I’d just completed a Melbourne Fringe Festival season when I read Alison Croggon’s article, ‘Why Art?’. I was lucky enough to receive an award (Best Emerging Writer) for my show The Good Girl and got to know a few other writer/performer/producers during the season who also won awards. Croggon’s article got me thinking (again) about why we make independent art. By independent in this context, I mean work that is not part of a fully or even partially funded company but is created and produced by artists.
The assumption of non-theatre family and friends is that winning an award leads to the work being produced again or theatre companies banging on the door to offer commissions. In reality this is rarely the case. So in the absence of phone calls from Marion Potts or Andrew Upton, what’s in it for us?
Is independent practice always a stepping stone to being fully funded and/or incorporated into the mainstream? Is it more of a conscious choice about how and why we want to make work? Or, as Croggon suggests in her article, is it also systemic, connected to the lack of public funds available to do it any other way?
If you want to work consistently and have a regular output as a theatre maker, it is up to you to continuously seek funds, self-fund and self-produce.
I interviewed three other people involved in successful Fringe shows to add their perspective to my own: Sarah Hamilton, writer/performer They Saw a Thylacine (winner Best Performance and New Zealand Tiki Tour Ready Award), Katy Warner, writer Dropped (highly commended Best Emerging Writer) and Zoe McDonald, writer/performer FOMO (winner Adelaide Fringe Tour Ready Award). All of us were also the producers of our own shows.
The financial side of creating independent work for performance is a huge issue. As a writer, I can sit at home and pen an article, poem, short story or even novel and there is no cost involved except my time. But once you start writing for live performance, the costs mount up: venue hire, rehearsal space, sets and costumes, artist fees (where possible) and associated costs such as festival registration and insurance.

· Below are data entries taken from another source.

//! The reader contract every telemetry source implements.
//!
//! A [`Reader`] owns whatever state its kind needs between calls (a sensor
//! catalog, a bandwidth baseline, a battery snapshot) and produces one
//! snapshot per [`read`](Reader::read). Static metadata lives in a
//! [`ReaderInfo`] so callers can list readers without constructing them.

use std::fmt;
use std::str::FromStr;

use serde::{Deserialize, Serialize};

use crate::error::UnknownKind;

/// The telemetry kinds the dispatcher knows how to build.
#[derive(Debug, Clone, Copy, PartialEq, Eq, Hash, Serialize, Deserialize)]
#[serde(rename_all = "lowercase")]
pub enum ReaderKind {
    Cpu,
    Gpu,
    Ram,
    Battery,
    Fans,
    Network,
    Sensors,
}

impl ReaderKind {
    pub const ALL: [ReaderKind; 7] = [
        Self::Cpu,
        Self::Gpu,
        Self::Ram,
        Self::Battery,
        Self::Fans,
        Self::Network,
        Self::Sensors,
    ];

    pub fn as_str(self) -> &'static str {
        match self {
            Self::Cpu => "cpu",
            Self::Gpu => "gpu",
            Self::Ram => "ram",
            Self::Battery => "battery",
            Self::Fans => "fans",
            Self::Network => "network",
            Self::Sensors => "sensors",
        }
    }
}

impl fmt::Display for ReaderKind {
    fn fmt(&self, f: &mut fmt::Formatter<'_>) -> fmt::Result {
        f.write_str(self.as_str())
    }
}

impl FromStr for ReaderKind {
    type Err = UnknownKind;

    fn from_str(s: &str) -> Result<Self, Self::Err> {
        let wanted = s.trim().to_ascii_lowercase();
        Self::ALL
            .into_iter()
            .find(|kind| kind.as_str() == wanted)
            .ok_or_else(|| UnknownKind(s.to_string()))
    }
}

/// Target platform for a reader.
#[derive(Debug, Clone, Copy, PartialEq, Eq, Hash, Serialize)]
#[serde(rename_all = "lowercase")]
pub enum Platform {
    /// Works on any platform.
    Any,
    /// Requires macOS.
    MacOS,
    /// Requires Linux.
    Linux,
}

impl Platform {
    /// Whether this reader can produce data on the running OS.
    pub fn is_current(self) -> bool {
        match self {
            Self::Any => true,
            Self::MacOS => cfg!(target_os = "macos"),
            Self::Linux => cfg!(target_os = "linux"),
        }
    }
}

impl fmt::Display for Platform {
    fn fmt(&self, f: &mut fmt::Formatter<'_>) -> fmt::Result {
        match self {
            Self::Any => write!(f, "any"),
            Self::MacOS => write!(f, "macos"),
            Self::Linux => write!(f, "linux"),
        }
    }
}

/// Hardware/software requirement for a reader.
#[derive(Debug, Clone, Copy, PartialEq, Eq, Hash, Serialize)]
#[serde(rename_all = "snake_case")]
pub enum Requirement {
    /// AppleSMC user client.
    Smc,
    /// IOKit registry queries.
    IOKit,
    /// Power-source management (`pmset`).
    PowerManagement,
    /// An external utility such as `ps`, `top` or `nettop`.
    Subprocess,
}

impl fmt::Display for Requirement {
    fn fmt(&self, f: &mut fmt::Formatter<'_>) -> fmt::Result {
        match self {
            Self::Smc => write!(f, "smc"),
            Self::IOKit => write!(f, "iokit"),
            Self::PowerManagement => write!(f, "power_management"),
            Self::Subprocess => write!(f, "subprocess"),
        }
    }
}

/// Metadata about a reader.
#[derive(Debug, Clone, Serialize)]
pub struct ReaderInfo {
    /// Unique identifier (e.g. `"cpu"`).
    pub name: &'static str,
    /// One-line human-readable description.
    pub description: &'static str,
    pub kind: ReaderKind,
    /// Target platform.
    pub platform: Platform,
    /// Hardware/software requirements beyond the platform.
    pub requirements: &'static [Requirement],
}

/// Trait that every telemetry reader implements.
///
/// `read` is synchronous: `on_result` runs before `read` returns, or not at
/// all when the underlying source is unavailable. Missing data never turns
/// into an error or a panic at this boundary.
pub trait Reader: Send {
    type Snapshot;

    /// Reader metadata.
    fn info(&self) -> &ReaderInfo;

    /// Take one snapshot and hand it to `on_result`.
    fn read(&mut self, on_result: impl FnOnce(Self::Snapshot));

    /// Convenience: capture the callback value, `None` if none was delivered.
    fn snapshot(&mut self) -> Option<Self::Snapshot> {
        let mut out = None;
        self.read(|snapshot| out = Some(snapshot));
        out
    }

    /// Convenience: name from info.
    fn name(&self) -> &'static str {
        self.info().name
    }
}
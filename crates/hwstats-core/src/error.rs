//! Error types for collaborators and configuration.
//!
//! None of these cross the [`Reader`](crate::Reader) boundary: readers log
//! them and either skip the callback or fall back to default-valued fields.

use std::path::PathBuf;

/// Failure to run an external utility.
#[derive(Debug, thiserror::Error)]
pub enum CommandError {
    /// The program could not be launched at all.
    #[error("failed to launch {program}: {source}")]
    Spawn {
        program: String,
        source: std::io::Error,
    },

    /// The program ran but exited unsuccessfully.
    #[error("{program} exited with status {code:?}")]
    Status { program: String, code: Option<i32> },
}

/// Failure to decode a firmware reply.
#[derive(Debug, thiserror::Error)]
pub enum CodecError {
    /// Four-character codes are exactly four bytes long.
    #[error("four-character code must be 4 bytes, got {0}")]
    KeyLength(usize),

    /// The reply is shorter than its data type requires.
    #[error("{data_type} needs {expected} bytes, got {actual}")]
    ShortBuffer {
        data_type: String,
        expected: usize,
        actual: usize,
    },

    /// No decoder exists for this data type.
    #[error("unsupported data type {0:?}")]
    Unsupported(String),
}

/// Failure talking to the SMC user client.
#[derive(Debug, thiserror::Error)]
pub enum SmcError {
    #[error("AppleSMC service not found")]
    ServiceNotFound,

    #[error("IOServiceOpen failed with kern_return {0:#x}")]
    Open(i32),

    #[error("SMC call for {key} failed with kern_return {code:#x}")]
    Call { key: String, code: i32 },

    #[error("SMC reported result {result} for {key}")]
    Firmware { key: String, result: u8 },

    #[error(transparent)]
    Codec(#[from] CodecError),
}

/// Failure to load a [`StatsConfig`](crate::StatsConfig) file.
#[derive(Debug, thiserror::Error)]
pub enum ConfigError {
    #[error("failed to read {}: {source}", path.display())]
    Io {
        path: PathBuf,
        source: std::io::Error,
    },

    #[error("failed to parse {}: {source}", path.display())]
    Parse {
        path: PathBuf,
        source: serde_json::Error,
    },
}

/// A string that names no [`ReaderKind`](crate::ReaderKind).
#[derive(Debug, thiserror::Error)]
#[error("unknown reader kind {0:?} (expected one of cpu, gpu, ram, battery, fans, network, sensors)")]
pub struct UnknownKind(pub String);
//! # hwstats-core
//!
//! **Point-in-time hardware telemetry for macOS.**
//!
//! `hwstats-core` produces one-shot snapshots of the busiest processes (CPU
//! and memory), battery state, network throughput, fan speeds, SMC sensor
//! readings and GPU utilization.
//!
//! ## Quick Start
//!
//! ```no_run
//! use hwstats_core::{Reader, ReaderFactory, ReaderKind, StatsConfig};
//!
//! let factory = ReaderFactory::system(StatsConfig::default());
//!
//! // Typed reader: the snapshot type is known statically.
//! let mut fans = factory.fans();
//! fans.read(|list| {
//!     for fan in list {
//!         println!("{}: {}", fan.name, fan.formatted_value());
//!     }
//! });
//!
//! // Dynamic reader: pick the kind at run time.
//! let mut reader = factory.create(ReaderKind::Network);
//! if let Some(snapshot) = reader.snapshot() {
//!     println!("{}", serde_json::to_string(&snapshot).unwrap());
//! }
//! ```
//!
//! ## Architecture
//!
//! Collaborators (firmware, power sources, IO registry, subprocesses,
//! running apps, interfaces) → Readers → Snapshot callback
//!
//! Every reader implements the [`Reader`] trait: `read` runs synchronously
//! and hands at most one snapshot to its callback. Unavailable data never
//! surfaces as an error; the reader either skips the callback or reports
//! zero-valued fields. Polling cadence is the caller's concern.

pub mod bandwidth;
pub mod catalog;
pub mod codec;
pub mod config;
pub mod error;
pub mod platform;
pub mod process_table;
pub mod reader;
pub mod readers;
pub mod registry;

#[cfg(test)]
pub(crate) mod test_support;

pub use bandwidth::{Bandwidth, BandwidthTracker};
pub use catalog::{SENSOR_TABLE, Sensor, SensorDefinition, SensorKind, build_catalog};
pub use codec::{Decoded, FourCharCode};
pub use config::{HealthMode, NetworkMode, StatsConfig, TemperatureUnit};
pub use error::{CodecError, CommandError, ConfigError, SmcError, UnknownKind};
pub use platform::{PlatformInfo, platform_info};
pub use process_table::ProcessUsage;
pub use reader::{Platform, Reader, ReaderInfo, ReaderKind, Requirement};
pub use readers::{
    BatteryReader, BatterySnapshot, CpuReader, Fan, FansReader, GpuInfo, GpuModel, GpuReader,
    Gpus, NetworkReader, NetworkSnapshot, RamReader, SensorsReader,
};
pub use registry::{AnyReader, AnySnapshot, ReaderFactory, Services, StatsReaders, reader_info};

/// Library version (from Cargo.toml).
pub const VERSION: &str = env!("CARGO_PKG_VERSION");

The productions discussed in this article were a hundred per cent funded by the artists. Each of us works one or more part time or casual jobs. These jobs pay the bills but also, significantly, they fund our artistic practice. Warner used her tax refund, saying, ‘Some people use their tax returns to buy a new TV or travel or get some killer heels … I don’t have a TV, there is no travel on the horizon and I don’t do killer heels so I am more than happy that my money went towards a show.’
Hamilton used her credit card; McDonald and I used personal savings. I was fortunate to share my production expenses with my actors who co-produced the show.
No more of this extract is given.